PROBLEM DETAILS: Please write out each entry that follows, keeping it exactly the same.

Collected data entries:
//! Ports and Adapters Infrastructure
//!
//! The lifecycle services depend only on the traits in this module; adapters
//! (in-memory for tests and embedding, a database elsewhere) implement them.
//!
//! ```text
//! ┌──────────────────────────────────────────────────────┐
//! │        QuoteService / PolicyService / ClaimService    │
//! └──────────────────────────────────────────────────────┘
//!                          │
//!                          ▼
//! ┌──────────────────────────────────────────────────────┐
//! │  RecordStore<R>   SequenceGenerator   lookup ports    │
//! └──────────────────────────────────────────────────────┘
//!                          ▲
//!                          │
//!               ┌──────────┴──────────┐
//!               │  infra_store (memory)│
//!               └─────────────────────┘
//! ```
//!
//! # Concurrency
//!
//! Every stored record carries a version. `RecordStore::update` is a
//! compare-and-swap on that version: the caller passes the record as it read
//! it (plus its changes) and the store refuses the write with
//! [`PortError::Conflict`] if someone else updated the record in between.

use async_trait::async_trait;
use chrono::{DateTime, NaiveDate, Utc};
use std::fmt;
use std::hash::Hash;
use std::sync::Arc;
use thiserror::Error;

use crate::numbering::{DocumentKind, DocumentNumber, NumberingPeriod};
use crate::temporal::{Clock, Timezone};

/// Error type for port operations
#[derive(Debug, Error)]
pub enum PortError {
    /// The requested entity was not found
    #[error("Not found: {entity_type} with id {id}")]
    NotFound {
        entity_type: String,
        id: String,
    },

    /// The adapter rejected the input
    #[error("Validation error: {message}")]
    Validation {
        message: String,
    },

    /// Duplicate key or stale version
    #[error("Conflict: {message}")]
    Conflict {
        message: String,
    },

    /// An internal adapter error occurred
    #[error("Internal error: {message}")]
    Internal {
        message: String,
        #[source]
        source: Option<Box<dyn std::error::Error + Send + Sync>>,
    },
}

impl PortError {
    /// Creates a NotFound error
    pub fn not_found(entity_type: impl Into<String>, id: impl fmt::Display) -> Self {
        PortError::NotFound {
            entity_type: entity_type.into(),
            id: id.to_string(),
        }
    }

    pub fn validation(message: impl Into<String>) -> Self {
        PortError::Validation {
            message: message.into(),
        }
    }

    pub fn conflict(message: impl Into<String>) -> Self {
        PortError::Conflict {
            message: message.into(),
        }
    }

    pub fn internal(message: impl Into<String>) -> Self {
        PortError::Internal {
            message: message.into(),
            source: None,
        }
    }

    /// Returns true if this error indicates the entity was not found
    pub fn is_not_found(&self) -> bool {
        matches!(self, PortError::NotFound { .. })
    }

    pub fn is_conflict(&self) -> bool {
        matches!(self, PortError::Conflict { .. })
    }
}

/// Marker trait for all domain ports
///
/// All port traits extend this marker so they can be shared across tasks.
pub trait DomainPort: Send + Sync + 'static {}

/// An aggregate that can be kept in a [`RecordStore`]
pub trait Record: Clone + Send + Sync + 'static {
    type Id: Copy + Eq + Hash + fmt::Display + Send + Sync + 'static;

    /// Entity name used in error messages
    const ENTITY: &'static str;

    fn record_id(&self) -> Self::Id;

    /// Version last written by the store; zero before the first insert
    fn version(&self) -> u64;

    fn set_version(&mut self, version: u64);
}

/// Keyed record store with single-record atomicity
#[async_trait]
pub trait RecordStore<R: Record>: DomainPort {
    /// Fetches a record by id
    ///
    /// # Errors
    ///
    /// `PortError::NotFound` if no record has this id
    async fn get(&self, id: R::Id) -> Result<R, PortError>;

    async fn list_all(&self) -> Result<Vec<R>, PortError>;

    /// Returns every record matching `predicate`, in no particular order
    async fn list_where(
        &self,
        predicate: &(dyn for<'r> Fn(&'r R) -> bool + Send + Sync),
    ) -> Result<Vec<R>, PortError>;

    /// Inserts a new record and returns it with version 1
    ///
    /// # Errors
    ///
    /// `PortError::Conflict` if the id is already taken
    async fn insert(&self, record: R) -> Result<R, PortError>;

    /// Replaces a record if its version still matches the stored one
    ///
    /// Returns the record with its version incremented.
    ///
    /// # Errors
    ///
    /// * `PortError::NotFound` if the record does not exist
    /// * `PortError::Conflict` if the stored version differs from `record.version()`
    async fn update(&self, record: R) -> Result<R, PortError>;

    async fn delete(&self, id: R::Id) -> Result<(), PortError>;

    /// Returns the first record matching `predicate`, if any
    async fn find_first(
        &self,
        predicate: &(dyn for<'r> Fn(&'r R) -> bool + Send + Sync),
    ) -> Result<Option<R>, PortError> {
        Ok(self.list_where(predicate).await?.into_iter().next())
    }
}

/// Monotonic counter per (document kind, calendar month)
///
/// Implementations must serialize allocation so two callers never receive
/// the same value for the same key.
#[async_trait]
pub trait SequenceGenerator: DomainPort {
    /// Returns the next value, starting at 1 for a fresh period
    async fn next_value(
        &self,
        kind: DocumentKind,
        period: NumberingPeriod,
    ) -> Result<u32, PortError>;

    /// Allocates and formats the next document number
    async fn next_number(
        &self,
        kind: DocumentKind,
        period: NumberingPeriod,
    ) -> Result<DocumentNumber, PortError> {
        let sequence = self.next_value(kind, period).await?;
        Ok(DocumentNumber::new(kind, period, sequence))
    }
}

/// Numbering and time collaborators shared by the lifecycle services
#[derive(Clone)]
pub struct ServiceContext {
    sequences: Arc<dyn SequenceGenerator>,
    clock: Arc<dyn Clock>,
    timezone: Timezone,
}

impl ServiceContext {
    pub fn new(sequences: Arc<dyn SequenceGenerator>, clock: Arc<dyn Clock>, timezone: Timezone) -> Self {
        Self {
            sequences,
            clock,
            timezone,
        }
    }

    pub fn now(&self) -> DateTime<Utc> {
        self.clock.now()
    }

    /// Business date of `instant`
    pub fn local_date(&self, instant: DateTime<Utc>) -> NaiveDate {
        self.timezone.local_date(instant)
    }

    pub fn timezone(&self) -> Timezone {
        self.timezone
    }

    /// Allocates the next number of `kind` for the month containing `now`
    pub async fn next_number(
        &self,
        kind: DocumentKind,
        now: DateTime<Utc>,
    ) -> Result<DocumentNumber, PortError> {
        let period = NumberingPeriod::containing(now, &self.timezone);
        self.sequences.next_number(kind, period).await
    }
}

impl fmt::Debug for ServiceContext {
    fn fmt(&self, f: &mut fmt::Formatter<'_>) -> fmt::Result {
        f.debug_struct("ServiceContext")
            .field("timezone", &self.timezone)
            .finish_non_exhaustive()
    }
}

ANSWER SPACE:
//! Ports and Adapters Infrastructure
//!
//! The lifecycle services depend only on the traits in this module; adapters
//! (in-memory for tests and embedding, a database elsewhere) implement them.
//!
//! ```text
//! ┌──────────────────────────────────────────────────────┐
//! │        QuoteService / PolicyService / ClaimService    │
//! └──────────────────────────────────────────────────────┘
//!                          │
//!                          ▼
//! ┌──────────────────────────────────────────────────────┐
//! │  RecordStore<R>   SequenceGenerator   lookup ports    │
//! └──────────────────────────────────────────────────────┘
//!                          ▲
//!                          │
//!               ┌──────────┴──────────┐
//!               │  infra_store (memory)│
//!               └─────────────────────┘
//! ```
//!
//! # Concurrency
//!
//! Every stored record carries a version. `RecordStore::update` is a
//! compare-and-swap on that version: the caller passes the record as it read
//! it (plus its changes) and the store refuses the write with
//! [`PortError::Conflict`] if someone else updated the record in between.

use async_trait::async_trait;
use chrono::{DateTime, NaiveDate, Utc};
use std::fmt;
use std::hash::Hash;
use std::sync::Arc;
use thiserror::Error;

use crate::numbering::{DocumentKind, DocumentNumber, NumberingPeriod};
use crate::temporal::{Clock, Timezone};

/// Error type for port operations
#[derive(Debug, Error)]
pub enum PortError {
    /// The requested entity was not found
    #[error("Not found: {entity_type} with id {id}")]
    NotFound {
        entity_type: String,
        id: String,
    },

    /// The adapter rejected the input
    #[error("Validation error: {message}")]
    Validation {
        message: String,
    },

    /// Duplicate key or stale version
    #[error("Conflict: {message}")]
    Conflict {
        message: String,
    },

    /// An internal adapter error occurred
    #[error("Internal error: {message}")]
    Internal {
        message: String,
        #[source]
        source: Option<Box<dyn std::error::Error + Send + Sync>>,
    },
}

impl PortError {
    /// Creates a NotFound error
    pub fn not_found(entity_type: impl Into<String>, id: impl fmt::Display) -> Self {
        PortError::NotFound {
            entity_type: entity_type.into(),
            id: id.to_string(),
        }
    }

    pub fn validation(message: impl Into<String>) -> Self {
        PortError::Validation {
            message: message.into(),
        }
    }

    pub fn conflict(message: impl Into<String>) -> Self {
        PortError::Conflict {
            message: message.into(),
        }
    }

    pub fn internal(message: impl Into<String>) -> Self {
        PortError::Internal {
            message: message.into(),
            source: None,
        }
    }

    /// Returns true if this error indicates the entity was not found
    pub fn is_not_found(&self) -> bool {
        matches!(self, PortError::NotFound { .. })
    }

    pub fn is_conflict(&self) -> bool {
        matches!(self, PortError::Conflict { .. })
    }
}

/// Marker trait for all domain ports
///
/// All port traits extend this marker so they can be shared across tasks.
pub trait DomainPort: Send + Sync + 'static {}

/// An aggregate that can be kept in a [`RecordStore`]
pub trait Record: Clone + Send + Sync + 'static {
    type Id: Copy + Eq + Hash + fmt::Display + Send + Sync + 'static;

    /// Entity name used in error messages
    const ENTITY: &'static str;

    fn record_id(&self) -> Self::Id;

    /// Version last written by the store; zero before the first insert
    fn version(&self) -> u64;

    fn set_version(&mut self, version: u64);
}

/// Keyed record store with single-record atomicity
#[async_trait]
pub trait RecordStore<R: Record>: DomainPort {
    /// Fetches a record by id
    ///
    /// # Errors
    ///
    /// `PortError::NotFound` if no record has this id
    async fn get(&self, id: R::Id) -> Result<R, PortError>;

    async fn list_all(&self) -> Result<Vec<R>, PortError>;

    /// Returns every record matching `predicate`, in no particular order
    async fn list_where(
        &self,
        predicate: &(dyn for<'r> Fn(&'r R) -> bool + Send + Sync),
    ) -> Result<Vec<R>, PortError>;

    /// Inserts a new record and returns it with version 1
    ///
    /// # Errors
    ///
    /// `PortError::Conflict` if the id is already taken
    async fn insert(&self, record: R) -> Result<R, PortError>;

    /// Replaces a record if its version still matches the stored one
    ///
    /// Returns the record with its version incremented.
    ///
    /// # Errors
    ///
    /// * `PortError::NotFound` if the record does not exist
    /// * `PortError::Conflict` if the stored version differs from `record.version()`
    async fn update(&self, record: R) -> Result<R, PortError>;

    async fn delete(&self, id: R::Id) -> Result<(), PortError>;

    /// Returns the first record matching `predicate`, if any
    async fn find_first(
        &self,
        predicate: &(dyn for<'r> Fn(&'r R) -> bool + Send + Sync),
    ) -> Result<Option<R>, PortError> {
        Ok(self.list_where(predicate).await?.into_iter().next())
    }
}

/// Monotonic counter per (document kind, calendar month)
///
/// Implementations must serialize allocation so two callers never receive
/// the same value for the same key.
#[async_trait]
pub trait SequenceGenerator: DomainPort {
    /// Returns the next value, starting at 1 for a fresh period
    async fn next_value(
        &self,
        kind: DocumentKind,
        period: NumberingPeriod,
    ) -> Result<u32, PortError>;

    /// Allocates and formats the next document number
    async fn next_number(
        &self,
        kind: DocumentKind,
        period: NumberingPeriod,
    ) -> Result<DocumentNumber, PortError> {
        let sequence = self.next_value(kind, period).await?;
        Ok(DocumentNumber::new(kind, period, sequence))
    }
}

/// Numbering and time collaborators shared by the lifecycle services
#[derive(Clone)]
pub struct ServiceContext {
    sequences: Arc<dyn SequenceGenerator>,
    clock: Arc<dyn Clock>,
    timezone: Timezone,
}

impl ServiceContext {
    pub fn new(sequences: Arc<dyn SequenceGenerator>, clock: Arc<dyn Clock>, timezone: Timezone) -> Self {
        Self {
            sequences,
            clock,
            timezone,
        }
    }

    pub fn now(&self) -> DateTime<Utc> {
        self.clock.now()
    }

    /// Business date of `instant`
    pub fn local_date(&self, instant: DateTime<Utc>) -> NaiveDate {
        self.timezone.local_date(instant)
    }

    pub fn timezone(&self) -> Timezone {
        self.timezone
    }

    /// Allocates the next number of `kind` for the month containing `now`
    pub async fn next_number(
        &self,
        kind: DocumentKind,
        now: DateTime<Utc>,
    ) -> Result<DocumentNumber, PortError> {
        let period = NumberingPeriod::containing(now, &self.timezone);
        self.sequences.next_number(kind, period).await
    }
}

impl fmt::Debug for ServiceContext {
    fn fmt(&self, f: &mut fmt::Formatter<'_>) -> fmt::Result {
        f.debug_struct("ServiceContext")
            .field("timezone", &self.timezone)
            .finish_non_exhaustive()
    }
}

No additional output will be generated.